//! Profit & loss summaries built from assigned column roles.

use serde::{Deserialize, Serialize};

use crate::dataset::{CellValue, Dataset};
use crate::roles::RoleAssignment;
use crate::stats::{clean_label, round2};

/// Top segments kept on each side of the P&L breakdown.
const MAX_PNL_SEGMENTS: usize = 5;

/// Dataset-level P&L summary.
#[derive(Debug, Clone, Serialize, Deserialize)]
pub struct BusinessSummary {
    /// Whether profit could be computed at all.
    pub profit_available: bool,
    pub revenue_column: Option<String>,
    pub cost_column: Option<String>,
    pub profit_column: Option<String>,
    pub total_revenue: Option<f64>,
    pub total_cost: Option<f64>,
    pub total_profit: Option<f64>,
    /// Profit as a percent of revenue. Null when revenue is absent or zero.
    pub profit_margin_pct: Option<f64>,
    pub profit_rows: usize,
    pub loss_rows: usize,
    pub neutral_rows: usize,
    pub message: String,
}

/// One segment's P&L line.
#[derive(Debug, Clone, Serialize, Deserialize)]
pub struct SegmentPnl {
    pub segment: String,
    pub revenue: Option<f64>,
    pub cost: Option<f64>,
    pub profit: f64,
    pub margin_pct: Option<f64>,
    /// "profit", "loss", or "break_even".
    pub outcome: String,
}

/// Per-segment profit and loss, split into winners and losers.
#[derive(Debug, Clone, Serialize, Deserialize)]
pub struct ProfitLossBreakdown {
    pub segment_column: String,
    pub rows: Vec<SegmentPnl>,
    pub top_profit_segments: Vec<SegmentPnl>,
    pub top_loss_segments: Vec<SegmentPnl>,
    pub message: String,
}

/// Per-row profit values plus the columns they came from.
struct ProfitSeries {
    values: Vec<Option<f64>>,
    revenue: Vec<Option<f64>>,
    cost: Vec<Option<f64>>,
}

/// Build the dataset-level P&L summary. A direct profit column wins over
/// a derived revenue-minus-cost series.
pub fn business_summary(dataset: &Dataset, roles: &RoleAssignment) -> BusinessSummary {
    let Some(series) = profit_series(dataset, roles) else {
        return BusinessSummary {
            profit_available: false,
            revenue_column: roles.revenue.clone(),
            cost_column: roles.cost.clone(),
            profit_column: roles.profit.clone(),
            total_revenue: column_total(dataset, roles.revenue.as_deref()),
            total_cost: column_total(dataset, roles.cost.as_deref()),
            total_profit: None,
            profit_margin_pct: None,
            profit_rows: 0,
            loss_rows: 0,
            neutral_rows: 0,
            message: "Profitability could not be computed: no profit column was found and \
                      the dataset lacks a revenue/cost pair to derive one."
                .to_string(),
        };
    };

    let mut profit_rows = 0usize;
    let mut loss_rows = 0usize;
    let mut neutral_rows = 0usize;
    let mut total_profit = 0.0f64;

    for value in series.values.iter().flatten() {
        total_profit += value;
        if *value > 0.0 {
            profit_rows += 1;
        } else if *value < 0.0 {
            loss_rows += 1;
        } else {
            neutral_rows += 1;
        }
    }

    let total_revenue = sum_present(&series.revenue);
    let total_cost = sum_present(&series.cost);
    let total_profit = round2(total_profit);

    let profit_margin_pct = match total_revenue {
        Some(revenue) if revenue > 0.0 => Some(round2(total_profit / revenue * 100.0)),
        _ => None,
    };

    let message = if total_profit > 0.0 {
        format!(
            "The business is profitable overall with a total profit of {total_profit:.2}."
        )
    } else if total_profit < 0.0 {
        format!(
            "The business is losing money overall with a total loss of {:.2}.",
            total_profit.abs()
        )
    } else {
        "The business is breaking even overall.".to_string()
    };

    BusinessSummary {
        profit_available: true,
        revenue_column: roles.revenue.clone(),
        cost_column: roles.cost.clone(),
        profit_column: roles.profit.clone(),
        total_revenue,
        total_cost,
        total_profit: Some(total_profit),
        profit_margin_pct,
        profit_rows,
        loss_rows,
        neutral_rows,
        message,
    }
}

/// Break profit down by the assigned segment column. Requires a profit
/// series and a segment column.
pub fn profit_loss_breakdown(
    dataset: &Dataset,
    roles: &RoleAssignment,
) -> Option<ProfitLossBreakdown> {
    let segment_column = roles.segment.as_deref()?;
    let segment_pos = dataset.column_position(segment_column)?;
    let series = profit_series(dataset, roles)?;

    // label -> (profit, revenue sum + presence, cost sum + presence)
    struct Acc {
        profit: f64,
        revenue: f64,
        has_revenue: bool,
        cost: f64,
        has_cost: bool,
    }
    let mut groups: indexmap::IndexMap<String, Acc> = indexmap::IndexMap::new();

    for (row_idx, value) in series.values.iter().enumerate() {
        let Some(profit) = value else { continue };
        let label = match dataset.get(row_idx, segment_pos) {
            Some(CellValue::Null) | None => clean_label(None),
            Some(cell) => clean_label(cell.as_text()),
        };
        let acc = groups.entry(label).or_insert(Acc {
            profit: 0.0,
            revenue: 0.0,
            has_revenue: false,
            cost: 0.0,
            has_cost: false,
        });
        acc.profit += profit;
        if let Some(r) = series.revenue.get(row_idx).copied().flatten() {
            acc.revenue += r;
            acc.has_revenue = true;
        }
        if let Some(c) = series.cost.get(row_idx).copied().flatten() {
            acc.cost += c;
            acc.has_cost = true;
        }
    }

    if groups.is_empty() {
        return None;
    }

    let mut rows: Vec<SegmentPnl> = groups
        .into_iter()
        .map(|(segment, acc)| {
            let profit = round2(acc.profit);
            let revenue = acc.has_revenue.then(|| round2(acc.revenue));
            let margin_pct = match revenue {
                Some(r) if r > 0.0 => Some(round2(profit / r * 100.0)),
                _ => None,
            };
            SegmentPnl {
                segment,
                revenue,
                cost: acc.has_cost.then(|| round2(acc.cost)),
                profit,
                margin_pct,
                outcome: if profit > 0.0 {
                    "profit"
                } else if profit < 0.0 {
                    "loss"
                } else {
                    "break_even"
                }
                .to_string(),
            }
        })
        .collect();

    rows.sort_by(|a, b| {
        b.profit
            .partial_cmp(&a.profit)
            .unwrap_or(std::cmp::Ordering::Equal)
    });

    let top_profit_segments: Vec<SegmentPnl> = rows
        .iter()
        .filter(|r| r.profit > 0.0)
        .take(MAX_PNL_SEGMENTS)
        .cloned()
        .collect();
    let mut top_loss_segments: Vec<SegmentPnl> = rows
        .iter()
        .filter(|r| r.profit < 0.0)
        .cloned()
        .collect();
    top_loss_segments.sort_by(|a, b| {
        a.profit
            .partial_cmp(&b.profit)
            .unwrap_or(std::cmp::Ordering::Equal)
    });
    let loss_count = top_loss_segments.len();
    top_loss_segments.truncate(MAX_PNL_SEGMENTS);

    let message = if loss_count == 0 {
        format!("Every {segment_column} segment is profitable or breaking even.")
    } else {
        format!(
            "{loss_count} of {} {segment_column} segments are losing money.",
            rows.len()
        )
    };

    Some(ProfitLossBreakdown {
        segment_column: segment_column.to_string(),
        rows,
        top_profit_segments,
        top_loss_segments,
        message,
    })
}

/// Per-row profit series. Direct profit column wins; otherwise derived
/// from revenue minus cost where both sides are present.
fn profit_series(dataset: &Dataset, roles: &RoleAssignment) -> Option<ProfitSeries> {
    let revenue = roles
        .revenue
        .as_deref()
        .and_then(|c| dataset.column_position(c))
        .map(|p| dataset.numeric_column(p))
        .unwrap_or_else(|| vec![None; dataset.row_count()]);
    let cost = roles
        .cost
        .as_deref()
        .and_then(|c| dataset.column_position(c))
        .map(|p| dataset.numeric_column(p))
        .unwrap_or_else(|| vec![None; dataset.row_count()]);

    if let Some(profit_pos) = roles
        .profit
        .as_deref()
        .and_then(|c| dataset.column_position(c))
    {
        return Some(ProfitSeries {
            values: dataset.numeric_column(profit_pos),
            revenue,
            cost,
        });
    }

    if roles.revenue.is_none() || roles.cost.is_none() {
        return None;
    }

    let values = revenue
        .iter()
        .zip(&cost)
        .map(|(r, c)| match (r, c) {
            (Some(r), Some(c)) => Some(r - c),
            _ => None,
        })
        .collect();

    Some(ProfitSeries {
        values,
        revenue,
        cost,
    })
}

fn sum_present(values: &[Option<f64>]) -> Option<f64> {
    let present: Vec<f64> = values.iter().copied().flatten().collect();
    if present.is_empty() {
        None
    } else {
        Some(round2(present.iter().sum()))
    }
}

fn column_total(dataset: &Dataset, column: Option<&str>) -> Option<f64> {
    let pos = dataset.column_position(column?)?;
    sum_present(&dataset.numeric_column(pos))
}

#[cfg(test)]
mod tests {
    use super::*;
    use crate::schema::SchemaInferencer;

    fn setup(columns: Vec<&str>, rows: Vec<Vec<&str>>) -> (Dataset, RoleAssignment) {
        let ds = Dataset::new(
            columns.into_iter().map(String::from).collect(),
            rows.into_iter()
                .map(|r| r.into_iter().map(CellValue::from_text).collect())
                .collect(),
        );
        let schema = SchemaInferencer::new().infer(&ds);
        let roles = RoleAssignment::assign(&schema);
        (ds, roles)
    }

    #[test]
    fn test_summary_from_revenue_and_cost() {
        let (ds, roles) = setup(
            vec!["revenue", "cost"],
            vec![vec!["100", "70"], vec!["200", "140"]],
        );
        let summary = business_summary(&ds, &roles);

        assert!(summary.profit_available);
        assert_eq!(summary.total_revenue, Some(300.0));
        assert_eq!(summary.total_cost, Some(210.0));
        assert_eq!(summary.total_profit, Some(90.0));
        assert_eq!(summary.profit_margin_pct, Some(30.0));
        assert_eq!(summary.profit_rows, 2);
        assert_eq!(summary.loss_rows, 0);
    }

    #[test]
    fn test_summary_prefers_direct_profit_column() {
        let (ds, roles) = setup(
            vec!["revenue", "cost", "profit"],
            vec![vec!["100", "70", "25"], vec!["200", "140", "55"]],
        );
        let summary = business_summary(&ds, &roles);

        assert_eq!(summary.profit_column.as_deref(), Some("profit"));
        assert_eq!(summary.total_profit, Some(80.0));
    }

    #[test]
    fn test_summary_unavailable_without_cost() {
        let (ds, roles) = setup(vec!["revenue"], vec![vec!["100"], vec!["200"]]);
        let summary = business_summary(&ds, &roles);

        assert!(!summary.profit_available);
        assert_eq!(summary.total_revenue, Some(300.0));
        assert_eq!(summary.total_profit, None);
        assert_eq!(summary.profit_margin_pct, None);
    }

    #[test]
    fn test_row_classification() {
        let (ds, roles) = setup(
            vec!["revenue", "cost"],
            vec![
                vec!["100", "70"],
                vec!["50", "80"],
                vec!["60", "60"],
            ],
        );
        let summary = business_summary(&ds, &roles);

        assert_eq!(summary.profit_rows, 1);
        assert_eq!(summary.loss_rows, 1);
        assert_eq!(summary.neutral_rows, 1);
    }

    #[test]
    fn test_margin_null_when_revenue_zero() {
        let (ds, roles) = setup(
            vec!["revenue", "cost"],
            vec![vec!["50", "10"], vec!["-50", "20"]],
        );
        let summary = business_summary(&ds, &roles);
        assert_eq!(summary.profit_margin_pct, None);
    }

    #[test]
    fn test_breakdown_splits_winners_and_losers() {
        let (ds, roles) = setup(
            vec!["region", "revenue", "cost"],
            vec![
                vec!["NY", "100", "60"],
                vec!["NY", "100", "70"],
                vec!["LA", "50", "90"],
                vec!["SF", "80", "80"],
            ],
        );
        let breakdown = profit_loss_breakdown(&ds, &roles).unwrap();

        assert_eq!(breakdown.segment_column, "region");
        assert_eq!(breakdown.top_profit_segments.len(), 1);
        assert_eq!(breakdown.top_profit_segments[0].segment, "NY");
        assert_eq!(breakdown.top_profit_segments[0].profit, 70.0);
        assert_eq!(breakdown.top_loss_segments.len(), 1);
        assert_eq!(breakdown.top_loss_segments[0].segment, "LA");
        assert_eq!(breakdown.top_loss_segments[0].profit, -40.0);

        let sf = breakdown
            .rows
            .iter()
            .find(|r| r.segment == "SF")
            .unwrap();
        assert_eq!(sf.outcome, "break_even");
    }

    #[test]
    fn test_breakdown_margin_per_segment() {
        let (ds, roles) = setup(
            vec!["region", "revenue", "cost"],
            vec![vec!["NY", "200", "150"], vec!["LA", "100", "90"]],
        );
        let breakdown = profit_loss_breakdown(&ds, &roles).unwrap();

        let ny = breakdown.rows.iter().find(|r| r.segment == "NY").unwrap();
        assert_eq!(ny.margin_pct, Some(25.0));
    }

    #[test]
    fn test_breakdown_none_without_segment() {
        let (ds, roles) = setup(
            vec!["revenue", "cost"],
            vec![vec!["100", "60"], vec!["50", "90"]],
        );
        assert!(profit_loss_breakdown(&ds, &roles).is_none());
    }
}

#####

Exercise details>
Filter the listing above, keeping only the lines with "ProfitSeries".

Reply>
struct ProfitSeries {
fn profit_series(dataset: &Dataset, roles: &RoleAssignment) -> Option<ProfitSeries> {
        return Some(ProfitSeries {
    Some(ProfitSeries {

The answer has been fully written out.